Et bien, Seigneur, et bien, j’oublierai que je l’aime,
Ne faites rien pour lui, faites tout pour vous-même.
Je ne demande plus que vos chagrins jaloux
lui souffrent un amour à ses désirs trop doux,
Un autre de ce crime auroit voulu l’absoudre,
Vous voulez qu’il l’expie, il faudra l’y résoudre.
Mais enfin vos serments, le don de vôtre foi,
Tout est pour Briseis, vous la voyez en moi.
Sauvez-la des ennuis dont je tremble pour elle,
Sauvez-vous de l’affront d’être lâche, infidèle.
Votre seul intérêt fait naître mes refus,
C’en est fait, pour jamais je renonce à Pyrrhus,
Qu’il parte avecque vous.
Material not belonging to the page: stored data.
//! Read-only reference data: the drug catalog, pairwise interaction facts
//! and the drug-class rule tables the evaluators consult.

pub mod catalog;
pub mod interactions;
pub mod matching;
pub mod reference;

pub use catalog::*;
pub use interactions::*;
pub use reference::*;

use thiserror::Error;

#[derive(Error, Debug)]
pub enum KnowledgeError {
    #[error("Reference data load failed ({0}): {1}")]
    ReferenceDataLoad(String, String),

    #[error("Reference data parse failed ({0}): {1}")]
    ReferenceDataParse(String, String),

    #[error("Invalid drug record: {0}")]
    InvalidDrug(String),

    #[error("Duplicate drug id: {0}")]
    DuplicateDrug(String),

    #[error("Name '{name}' is claimed by both {first} and {second}")]
    AliasCollision {
        name: String,
        first: String,
        second: String,
    },

    #[error("Duplicate interaction for pair ({drug_a}, {drug_b})")]
    DuplicateInteraction { drug_a: String, drug_b: String },

    #[error("Drug cannot interact with itself: {0}")]
    SelfInteraction(String),

    #[error("Unknown drug id '{id}' referenced in {context}")]
    UnknownDrug { id: String, context: String },
}
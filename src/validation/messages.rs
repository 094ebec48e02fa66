use crate::models::{HepaticStatus, InteractionSeverity};

/// Message template builder for consistent clinician-facing wording.
/// Messages name the drug and the triggering fact; recommendations are
/// attached separately by the evaluators.
pub struct MessageTemplates;

impl MessageTemplates {
    /// Drug–drug interaction.
    pub fn interaction(
        drug_a: &str,
        drug_b: &str,
        severity: InteractionSeverity,
        description: &str,
    ) -> String {
        format!(
            "{} interaction between {} and {}: {}",
            capitalize(severity.as_str()),
            drug_a,
            drug_b,
            description,
        )
    }

    pub fn pregnancy(drug: &str) -> String {
        format!(
            "{} is contraindicated or high-risk in pregnancy and the patient is pregnant.",
            drug,
        )
    }

    pub fn renal(drug: &str, egfr: f64, threshold: f64) -> String {
        format!(
            "{} is nephrotoxic and eGFR is {:.0} mL/min/1.73m² (below {:.0}).",
            drug, egfr, threshold,
        )
    }

    pub fn elderly(drug: &str, age: u32) -> String {
        format!(
            "{} carries elevated adverse-event risk in older adults (patient age {}).",
            drug, age,
        )
    }

    pub fn allergy_direct(allergy: &str, drug: &str) -> String {
        format!(
            "Recorded allergy \"{}\" matches {} directly.",
            allergy, drug,
        )
    }

    pub fn allergy_cross_reactive(allergy: &str, drug: &str, group: &str) -> String {
        format!(
            "Recorded allergy \"{}\" indicates {} sensitivity; {} may cross-react.",
            allergy, group, drug,
        )
    }

    pub fn hepatic(drug: &str, status: HepaticStatus) -> String {
        format!(
            "{} is hepatotoxic and the patient has {} hepatic impairment.",
            drug,
            status.as_str(),
        )
    }

    pub fn comorbidity(drug: &str, condition: &str, caution: &str) -> String {
        format!(
            "{} {} in a patient with {}.",
            drug, caution, condition,
        )
    }

    pub fn culture_not_covered(organisms: &[&str]) -> String {
        format!(
            "No selected drug is confirmed active against the reported organism(s): {}.",
            organisms.join(", "),
        )
    }

    pub fn culture_covered(drug: &str, organism: &str) -> String {
        format!("{} covers the reported organism {}.", drug, organism)
    }

    pub fn breadth_severe() -> String {
        "Severe infection without a broad-spectrum agent in the regimen.".to_string()
    }

    pub fn weight_out_of_band(weight_kg: f64, min: f64, max: f64) -> String {
        format!(
            "Patient weight {:.1} kg is outside the standard dosing band ({:.0}-{:.0} kg).",
            weight_kg, min, max,
        )
    }

    pub fn pediatric(age: u32) -> String {
        format!(
            "Paediatric patient (age {}): adult standard doses do not apply.",
            age,
        )
    }

    pub fn duplicate_selection(drug: &str, references: &[String]) -> String {
        format!(
            "{} was selected more than once ({}).",
            drug,
            references.join(", "),
        )
    }

    pub fn monitoring(drug: &str) -> String {
        format!(
            "{} has a narrow therapeutic index: baseline and follow-up levels are required.",
            drug,
        )
    }

    /// Missing context field that a rule needed.
    pub fn insufficient_data(field: &str, concern: &str) -> String {
        format!(
            "{} not recorded: cannot rule out {}.",
            field, concern,
        )
    }

    pub fn unusable_measurement(field: &str, value: f64, concern: &str) -> String {
        format!(
            "{} has an unusable value ({}): cannot rule out {}.",
            field, value, concern,
        )
    }

    pub fn evaluator_failure(evaluator: &str) -> String {
        format!("Evaluator {} failed: manual review required.", evaluator)
    }
}

fn capitalize(s: &str) -> String {
    let mut chars = s.chars();
    match chars.next() {
        Some(first) => first.to_uppercase().chain(chars).collect(),
        None => String::new(),
    }
}
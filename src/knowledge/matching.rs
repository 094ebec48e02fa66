use std::sync::LazyLock;

use regex::Regex;

/// Shortest fragment allowed to take part in a partial (substring) match.
pub const MIN_PARTIAL_MATCH_LEN: usize = 3;

static RE_WHITESPACE: LazyLock<Regex> = LazyLock::new(|| Regex::new(r"\s+").unwrap());

/// Lowercase, trim and collapse internal whitespace.
pub fn normalize_term(text: &str) -> String {
    RE_WHITESPACE
        .replace_all(text.trim(), " ")
        .to_lowercase()
}

/// Bidirectional substring match between a free-text reference and a name.
///
/// Returns the overlap length: the name's length when the reference contains
/// the name, the reference's length when the name contains the reference.
/// Both inputs must already be normalized. Fragments shorter than
/// [`MIN_PARTIAL_MATCH_LEN`] never match partially.
pub fn overlap_len(reference: &str, name: &str) -> Option<usize> {
    if reference.is_empty() || name.is_empty() {
        return None;
    }
    if reference == name {
        return Some(name.chars().count());
    }

    let reference_len = reference.chars().count();
    let name_len = name.chars().count();
    if reference_len.min(name_len) < MIN_PARTIAL_MATCH_LEN {
        return None;
    }

    if reference.contains(name) {
        Some(name_len)
    } else if name.contains(reference) {
        Some(reference_len)
    } else {
        None
    }
}

/// One-directional keyword test: does the free text mention the keyword?
pub fn mentions(text: &str, keyword: &str) -> bool {
    let keyword = normalize_term(keyword);
    !keyword.is_empty() && normalize_term(text).contains(&keyword)
}

#[cfg(test)]
mod tests {
    use super::*;

    #[test]
    fn normalize_collapses_whitespace() {
        assert_eq!(normalize_term("  Piperacillin   Tazobactam\t"), "piperacillin tazobactam");
        assert_eq!(normalize_term("AMOXIL"), "amoxil");
    }

    #[test]
    fn reference_containing_name() {
        assert_eq!(overlap_len("amoxicillin 500mg", "amoxicillin"), Some(11));
    }

    #[test]
    fn name_containing_reference() {
        assert_eq!(overlap_len("vanco", "vancomycin"), Some(5));
    }

    #[test]
    fn exact_match_is_full_length() {
        assert_eq!(overlap_len("bactrim", "bactrim"), Some(7));
    }

    #[test]
    fn short_fragments_rejected() {
        assert_eq!(overlap_len("am", "amoxicillin"), None);
        assert_eq!(overlap_len("", "amoxicillin"), None);
    }

    #[test]
    fn unrelated_terms_do_not_match() {
        assert_eq!(overlap_len("ibuprofen", "amoxicillin"), None);
    }

    #[test]
    fn mentions_is_one_directional() {
        assert!(mentions("Penicillin (hives, 2019)", "penicillin"));
        assert!(!mentions("pen", "penicillin"));
    }
}
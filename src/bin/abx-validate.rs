use std::io::Read;
use std::path::{Path, PathBuf};
use std::process;

use anyhow::Context;
use clap::{Arg, Command};
use serde::{Deserialize, Serialize};
use tracing_subscriber::EnvFilter;
use uuid::Uuid;

use abx_steward::config;
use abx_steward::knowledge::{InteractionFact, KnowledgeBase};
use abx_steward::models::ClinicalContext;
use abx_steward::validation::{AuditEntry, ValidationEngine, ValidationPolicy, ValidationReport};

/// One prescription to validate, read as JSON.
#[derive(Debug, Deserialize)]
struct Request {
    drugs: Vec<String>,
    #[serde(default)]
    context: ClinicalContext,
    /// Overrides applied in order after validation.
    #[serde(default)]
    overrides: Vec<OverrideRequest>,
}

#[derive(Debug, Deserialize)]
struct OverrideRequest {
    alert_id: Uuid,
    justification: Option<String>,
    actor: String,
}

#[derive(Debug, Serialize)]
struct Response {
    report: ValidationReport,
    #[serde(skip_serializing_if = "Vec::is_empty")]
    audit: Vec<AuditEntry>,
}

fn main() {
    let matches = Command::new("abx-validate")
        .version(config::APP_VERSION)
        .about("Validate an antibiotic selection against a patient's clinical context")
        .arg(
            Arg::new("request")
                .value_name("FILE")
                .help("JSON request {drugs, context, overrides}; reads stdin when omitted"),
        )
        .arg(
            Arg::new("data-dir")
                .long("data-dir")
                .value_name("DIR")
                .help("Directory with drugs.json, interactions.json, rules.json and policy.json")
                .action(clap::ArgAction::Set),
        )
        .arg(
            Arg::new("interactions-only")
                .long("interactions-only")
                .help("Only list interactions among the requested drugs")
                .action(clap::ArgAction::SetTrue),
        )
        .arg(
            Arg::new("compact")
                .long("compact")
                .help("Print single-line JSON")
                .action(clap::ArgAction::SetTrue),
        )
        .get_matches();

    tracing_subscriber::fmt()
        .with_writer(std::io::stderr)
        .with_env_filter(
            EnvFilter::try_from_default_env()
                .unwrap_or_else(|_| EnvFilter::new(config::default_log_filter())),
        )
        .init();

    let data_dir = matches
        .get_one::<String>("data-dir")
        .map(PathBuf::from)
        .or_else(config::reference_data_dir);

    let outcome = run(
        matches.get_one::<String>("request").map(Path::new),
        data_dir.as_deref(),
        matches.get_flag("interactions-only"),
        matches.get_flag("compact"),
    );

    if let Err(e) = outcome {
        eprintln!("Error: {e:#}");
        process::exit(1);
    }
}

fn run(
    request_path: Option<&Path>,
    data_dir: Option<&Path>,
    interactions_only: bool,
    compact: bool,
) -> anyhow::Result<()> {
    let engine = build_engine(data_dir)?;
    let request = read_request(request_path)?;

    let json = if interactions_only {
        let facts: Vec<InteractionFact> = engine.check_interactions(&request.drugs)?;
        to_json(&facts, compact)?
    } else {
        let report = engine.validate(&request.drugs, &request.context)?;
        let mut session = engine.start_session(report);
        for o in &request.overrides {
            session
                .apply(&o.alert_id, o.justification.as_deref(), &o.actor, chrono::Utc::now())
                .with_context(|| format!("Override of alert {} by {}", o.alert_id, o.actor))?;
        }
        let (report, audit) = session.finish();
        to_json(&Response { report, audit }, compact)?
    };

    println!("{json}");
    Ok(())
}

fn build_engine(data_dir: Option<&Path>) -> anyhow::Result<ValidationEngine> {
    let Some(dir) = data_dir else {
        return Ok(ValidationEngine::builtin()?);
    };
    tracing::info!(dir = %dir.display(), "Loading reference data");
    let knowledge = KnowledgeBase::load(dir)
        .with_context(|| format!("Loading reference data from {}", dir.display()))?;
    let policy = ValidationPolicy::load(dir)
        .with_context(|| format!("Loading policy from {}", dir.display()))?;
    Ok(ValidationEngine::new(knowledge, policy))
}

fn read_request(path: Option<&Path>) -> anyhow::Result<Request> {
    let raw = match path {
        Some(path) => std::fs::read_to_string(path)
            .with_context(|| format!("Reading request {}", path.display()))?,
        None => {
            let mut buf = String::new();
            std::io::stdin()
                .read_to_string(&mut buf)
                .context("Reading request from stdin")?;
            buf
        }
    };
    serde_json::from_str(&raw).context("Parsing request JSON")
}

fn to_json<T: Serialize>(value: &T, compact: bool) -> anyhow::Result<String> {
    let json = if compact {
        serde_json::to_string(value)?
    } else {
        serde_json::to_string_pretty(value)?
    };
    Ok(json)
}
Éloignez l’un de l’autre,
Il plaindra son amour étouffé par le vôtre.
Pour moi, qui de mon cœur essayerai d’obtenir
Qu’il immole à ma gloire un si doux souvenir,
Je me contenterai de l’innocente joie
De voir régner Priam sur les restes de Troie.

ACHILLE

N’écouter mon amour que pour le dédaigner,
Madame ce n’est pas le moyen de régner.
Vous gardez trop longtemps un espoir inutile,
Plus de Trône pour vous qu’en épousant Achille,
Résolvez, le destin est assez glorieux.

POLIXÈNE

Faites donc, inhumain, faites plus que les Dieux.
Jusqu’ici quelque sort dont la rigueur me brave,
Ils n’ont pu me forcer à prendre un cœur d’esclave,
Et c’est un juste orgueil que ce cœur va trahir,
Si quand vous commandez, il me laisse obéir.

ACHILLE

De cet illustre orgueil donnez un fier exemple,
Qu’il éclate. Ce soir j’ai promis d’être au Temple,
J’y serai. Si ma main est pour vous sans appas,
Madame, vous pouvez ne vous y rendre pas.